Terrible's, despite its name, offers quite nice rooms at deep discount prices. The change of venue did wonders for my spirits. And there was more good news that day. Team Ford called to let me know their mechanics had discovered the failure in the new transmission was due to a flaw in the part, not a flawed installation. That meant Ford would honor the warranty and another new transmission would be installed completely free of charge. The only bad news was the new transmission again had to be ordered and shipped up from Los Angeles, so it would be yet a few more days before the job was completed. Oh, and since the repair was determined to be covered by warranty, Ford would likely cover at least some of my hotel expense.

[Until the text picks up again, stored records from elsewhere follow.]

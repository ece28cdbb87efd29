use core::fmt;

use crate::DEFAULT_EPOCH;

/// A packed 64-bit Snowflake ID.
///
/// Layout, most significant bits first:
///
/// ```text
///  Bit Index:  63             22 21           12 11             0
///              +----------------+--------------+---------------+
///  Field:      | timestamp (42) | node ID (10) | sequence (12) |
///              +----------------+--------------+---------------+
/// ```
///
/// The timestamp field holds milliseconds elapsed since the generator's
/// epoch. Because it occupies the high-order bits, numeric ordering of IDs is
/// generation ordering.
///
/// # Example
///
/// ```
/// use frostid::SnowflakeId;
///
/// let id = SnowflakeId::from_parts(1000, 2, 1);
/// assert_eq!(id.timestamp(), 1000);
/// assert_eq!(id.node_id(), 2);
/// assert_eq!(id.sequence(), 1);
/// ```
#[derive(Copy, Clone, PartialEq, Eq, PartialOrd, Ord, Hash)]
pub struct SnowflakeId {
    id: u64,
}

impl SnowflakeId {
    /// Width of the timestamp field: every bit above the node ID.
    pub const TIMESTAMP_BITS: u32 = 64 - Self::NODE_ID_BITS - Self::SEQUENCE_BITS;

    /// Width of the node ID field.
    pub const NODE_ID_BITS: u32 = 10;

    /// Width of the sequence field.
    pub const SEQUENCE_BITS: u32 = 12;

    /// Bitmask for extracting the 42-bit timestamp field. Occupies bits 22
    /// through 63.
    pub const TIMESTAMP_MASK: u64 = (1 << Self::TIMESTAMP_BITS) - 1;

    /// Bitmask for extracting the 10-bit node ID field. Occupies bits 12
    /// through 21.
    pub const NODE_ID_MASK: u64 = (1 << Self::NODE_ID_BITS) - 1;

    /// Bitmask for extracting the 12-bit sequence field. Occupies bits 0
    /// through 11.
    pub const SEQUENCE_MASK: u64 = (1 << Self::SEQUENCE_BITS) - 1;

    /// Number of bits to shift the timestamp to its position (bit 22).
    pub const TIMESTAMP_SHIFT: u32 = Self::NODE_ID_BITS + Self::SEQUENCE_BITS;

    /// Number of bits to shift the node ID to its position (bit 12).
    pub const NODE_ID_SHIFT: u32 = Self::SEQUENCE_BITS;

    /// Constructs an ID from its three fields.
    ///
    /// `timestamp` is milliseconds since the encoding epoch, not an absolute
    /// wall-clock reading. Each field is masked to its width; debug builds
    /// assert that no field overflows.
    pub const fn from_parts(timestamp: u64, node_id: u64, sequence: u64) -> Self {
        debug_assert!(timestamp <= Self::TIMESTAMP_MASK, "timestamp overflow");
        debug_assert!(node_id <= Self::NODE_ID_MASK, "node_id overflow");
        debug_assert!(sequence <= Self::SEQUENCE_MASK, "sequence overflow");
        let timestamp = (timestamp & Self::TIMESTAMP_MASK) << Self::TIMESTAMP_SHIFT;
        let node_id = (node_id & Self::NODE_ID_MASK) << Self::NODE_ID_SHIFT;
        let sequence = sequence & Self::SEQUENCE_MASK;
        Self {
            id: timestamp | node_id | sequence,
        }
    }

    /// Extracts the timestamp field: milliseconds since the encoding epoch.
    pub const fn timestamp(&self) -> u64 {
        self.id >> Self::TIMESTAMP_SHIFT
    }

    /// Extracts the node ID field.
    pub const fn node_id(&self) -> u64 {
        (self.id >> Self::NODE_ID_SHIFT) & Self::NODE_ID_MASK
    }

    /// Extracts the sequence field.
    pub const fn sequence(&self) -> u64 {
        self.id & Self::SEQUENCE_MASK
    }

    /// Maximum encodable timestamp delta, in milliseconds (about 139 years).
    pub const fn max_timestamp() -> u64 {
        Self::TIMESTAMP_MASK
    }

    /// Maximum valid node ID (1023).
    pub const fn max_node_id() -> u64 {
        Self::NODE_ID_MASK
    }

    /// Maximum sequence value within one millisecond (4095).
    pub const fn max_sequence() -> u64 {
        Self::SEQUENCE_MASK
    }

    /// Returns the raw packed integer.
    pub const fn to_raw(&self) -> u64 {
        self.id
    }

    /// Reinterprets a raw integer as an ID.
    ///
    /// Every bit pattern is structurally decodable; the result is only
    /// meaningful if `raw` was produced by a compatible encoder.
    pub const fn from_raw(raw: u64) -> Self {
        Self { id: raw }
    }

    /// Splits the ID into its fields, reconstructing the absolute timestamp
    /// against [`DEFAULT_EPOCH`].
    ///
    /// IDs encoded with a custom epoch must use
    /// [`decompose_with_epoch`](Self::decompose_with_epoch) instead, or the
    /// reported timestamp will be shifted by the difference between the two
    /// epochs. Never fails.
    ///
    /// # Example
    ///
    /// ```
    /// use frostid::{DEFAULT_EPOCH, SnowflakeId};
    ///
    /// let id = SnowflakeId::from_parts(1000, 2, 1);
    /// let parts = id.decompose();
    /// assert_eq!(parts.timestamp, DEFAULT_EPOCH + 1000);
    /// assert_eq!(parts.node_id, 2);
    /// assert_eq!(parts.sequence, 1);
    /// assert_eq!(parts.epoch, DEFAULT_EPOCH);
    /// ```
    pub const fn decompose(&self) -> DecomposedId {
        self.decompose_with_epoch(DEFAULT_EPOCH)
    }

    /// Splits the ID into its fields, reconstructing the absolute timestamp
    /// against the given epoch (milliseconds since the Unix epoch).
    pub const fn decompose_with_epoch(&self, epoch: u64) -> DecomposedId {
        DecomposedId {
            timestamp: self.timestamp() + epoch,
            node_id: self.node_id(),
            sequence: self.sequence(),
            epoch,
        }
    }

    /// Returns the ID as a zero-padded 20-digit string.
    ///
    /// Padded strings sort lexicographically in the same order as the raw
    /// integers, which plain decimal rendering does not.
    pub fn to_padded_string(&self) -> String {
        format!("{:020}", self.id)
    }
}

impl From<u64> for SnowflakeId {
    fn from(raw: u64) -> Self {
        Self::from_raw(raw)
    }
}

impl From<SnowflakeId> for u64 {
    fn from(id: SnowflakeId) -> Self {
        id.to_raw()
    }
}

impl fmt::Display for SnowflakeId {
    fn fmt(&self, f: &mut fmt::Formatter<'_>) -> fmt::Result {
        write!(f, "{}", self.id)
    }
}

impl fmt::Debug for SnowflakeId {
    fn fmt(&self, f: &mut fmt::Formatter<'_>) -> fmt::Result {
        f.debug_struct("SnowflakeId")
            .field("id", &self.id)
            .field("timestamp", &self.timestamp())
            .field("node_id", &self.node_id())
            .field("sequence", &self.sequence())
            .finish()
    }
}

/// The fields of a [`SnowflakeId`], unpacked.
///
/// `timestamp` is absolute milliseconds since the Unix epoch, reconstructed
/// against `epoch` (the epoch the decomposition was performed with).
#[cfg_attr(feature = "serde", derive(serde::Serialize, serde::Deserialize))]
#[derive(Copy, Clone, Debug, PartialEq, Eq, Hash)]
pub struct DecomposedId {
    /// Emission time, in milliseconds since the Unix epoch.
    pub timestamp: u64,
    /// The generating node.
    pub node_id: u64,
    /// Position within the emission millisecond.
    pub sequence: u64,
    /// The epoch used to reconstruct `timestamp`.
    pub epoch: u64,
}

#[cfg(test)]
mod tests {
    use super::*;

    #[test]
    fn field_widths_partition_the_word() {
        assert_eq!(SnowflakeId::TIMESTAMP_BITS, 42);
        assert_eq!(SnowflakeId::NODE_ID_BITS, 10);
        assert_eq!(SnowflakeId::SEQUENCE_BITS, 12);
        assert_eq!(SnowflakeId::TIMESTAMP_SHIFT, 22);
        assert_eq!(SnowflakeId::NODE_ID_SHIFT, 12);
        assert_eq!(SnowflakeId::max_node_id(), 1023);
        assert_eq!(SnowflakeId::max_sequence(), 4095);
    }

    #[test]
    fn fields_round_trip_at_bounds() {
        let ts = SnowflakeId::max_timestamp();
        let node = SnowflakeId::max_node_id();
        let seq = SnowflakeId::max_sequence();

        let id = SnowflakeId::from_parts(ts, node, seq);
        assert_eq!(id.timestamp(), ts);
        assert_eq!(id.node_id(), node);
        assert_eq!(id.sequence(), seq);
        assert_eq!(id.to_raw(), u64::MAX);
    }

    #[test]
    fn packing_matches_the_reference_encoding() {
        // id = ((timestamp) << 22) | (node_id << 12) | sequence
        let id = SnowflakeId::from_parts(7, 5, 3);
        assert_eq!(id.to_raw(), (7 << 22) | (5 << 12) | 3);
    }

    #[test]
    fn raw_conversions_are_lossless() {
        let id = SnowflakeId::from_parts(123_456, 42, 99);
        assert_eq!(SnowflakeId::from_raw(id.to_raw()), id);
        assert_eq!(u64::from(SnowflakeId::from(id.to_raw())), id.to_raw());
    }

    #[test]
    fn decompose_uses_the_default_epoch() {
        let id = SnowflakeId::from_parts(1_000, 123, 7);
        let parts = id.decompose();
        assert_eq!(parts.timestamp, DEFAULT_EPOCH + 1_000);
        assert_eq!(parts.node_id, 123);
        assert_eq!(parts.sequence, 7);
        assert_eq!(parts.epoch, DEFAULT_EPOCH);
    }

    #[test]
    fn decompose_with_epoch_uses_the_given_origin() {
        let epoch = 1_700_000_000_000;
        let id = SnowflakeId::from_parts(5, 1, 0);
        let parts = id.decompose_with_epoch(epoch);
        assert_eq!(parts.timestamp, epoch + 5);
        assert_eq!(parts.epoch, epoch);
    }

    #[test]
    fn ordering_follows_timestamp_then_node_then_sequence() {
        let a = SnowflakeId::from_parts(1, 1023, 4095);
        let b = SnowflakeId::from_parts(2, 0, 0);
        assert!(a < b);

        let c = SnowflakeId::from_parts(2, 0, 1);
        assert!(b < c);
    }

    #[test]
    fn padded_string_sorts_like_the_raw_integer() {
        let small = SnowflakeId::from_parts(1, 0, 0);
        let large = SnowflakeId::from_parts(1_000_000, 0, 0);
        assert_eq!(small.to_padded_string().len(), 20);
        assert!(small.to_padded_string() < large.to_padded_string());
    }
}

At last I could relax a bit. My van was in good hands, the re-reinstallation of the transmission was covered by warranty, and I was in a nice hotel till the job was finished. For the next few days I enjoyed nice casino buffet meals, took walks, watched TV and doodled on my computer.
The following Tuesday (November 8, three weeks to the day since the ordeal began) my cell phone rang with the call I had been waiting for. It was Team Ford letting me know my new transmission was installed and tested and my van was ready for me to pick up. They sent the dealership shuttle out to get me at Terrible's Hotel. My scary, expensive, three week saga was over.
Next day, Wednesday, I checked out of Terrible's Hotel and got on US Highway 95 north - again. I had to stop in Beatty to pick up the trailer, but everything went fine without a hitch (nyuck, pardon the pun). The van performed beautifully and towed the trailer with no troubles all the way back to Reno.
But the fates were not done with me yet. Would you believe I got a speeding ticket on the drive home? And it was one of those really ridiculous tickets that irritates any driver.
Highway 95 is not an Interstate freeway. When the highway goes through a town it becomes a local street, so travelers have to slow down to local traffic speeds. I was approaching a tiny town of not more than six buildings when I saw the "Reduced Speed Ahead" sign. I took my foot off the accelerator and let the rig coast to start slowing down.
The first reduced speed sign I passed showed the new limit to be 50 MPH. At that point I had coasted down to about 58 MPH. Next new speed limit sign showed 40 MPH, by which time I had slowed to about 53 MPH. That wasn't slow enough for the nothing-better-to-do highway patrol, who had set up a speed trap at that location. No less than four highway patrol cars were guarding this tiny town to catch drivers like me coming through on the highway. The five or six buildings of this tiny town were all dark. It was on an Indian Reservation, I found out, because my citation had a penalty of $100, plus a "Tribal Assessment" of $82 for Walker River Paiute Tribe. I thought to myself, "Good one, Satan. I should have guessed you weren't through with me yet."
When I reached home at last, I decided to try putting a positive spin on the whole saga. Since 2011 was an exceptionally tough year, ending with an unbelievably horrible final event, it must mean I'm getting a bunch of bad luck out of the way. It's going to be smooth sailing and great business for the next several years!